BEGIN Data records

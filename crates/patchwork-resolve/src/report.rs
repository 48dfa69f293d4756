#![forbid(unsafe_code)]

/// What a resolver pass did, by destination path.
#[derive(Debug, Clone, Default, PartialEq, Eq)]
pub struct ResolveReport {
    /// Destinations written, in processing order.
    pub materialized: Vec<String>,
    /// `(requested source, source actually used)` for every density fallback.
    pub fallbacks: Vec<(String, String)>,
    /// Destinations with no usable source.
    pub skipped: Vec<String>,
    /// Destinations whose copy failed with an I/O error.
    pub failed: Vec<String>,
    /// Files copied from the remaining baseline tree (previous-package mode).
    pub tree_copied: usize,
}

impl ResolveReport {
    /// `true` when every requested destination was written.
    #[must_use]
    pub fn is_complete(&self) -> bool {
        self.skipped.is_empty() && self.failed.is_empty()
    }
}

END Data records

▶ _What the exercise asks_
Using the listing above, return exactly, and only, the lines from the one that contains "no usable source." through its last line, both included.

▶ _Response below_
    /// Destinations with no usable source.
    pub skipped: Vec<String>,
    /// Destinations whose copy failed with an I/O error.
    pub failed: Vec<String>,
    /// Files copied from the remaining baseline tree (previous-package mode).
    pub tree_copied: usize,
}

impl ResolveReport {
    /// `true` when every requested destination was written.
    #[must_use]
    pub fn is_complete(&self) -> bool {
        self.skipped.is_empty() && self.failed.is_empty()
    }
}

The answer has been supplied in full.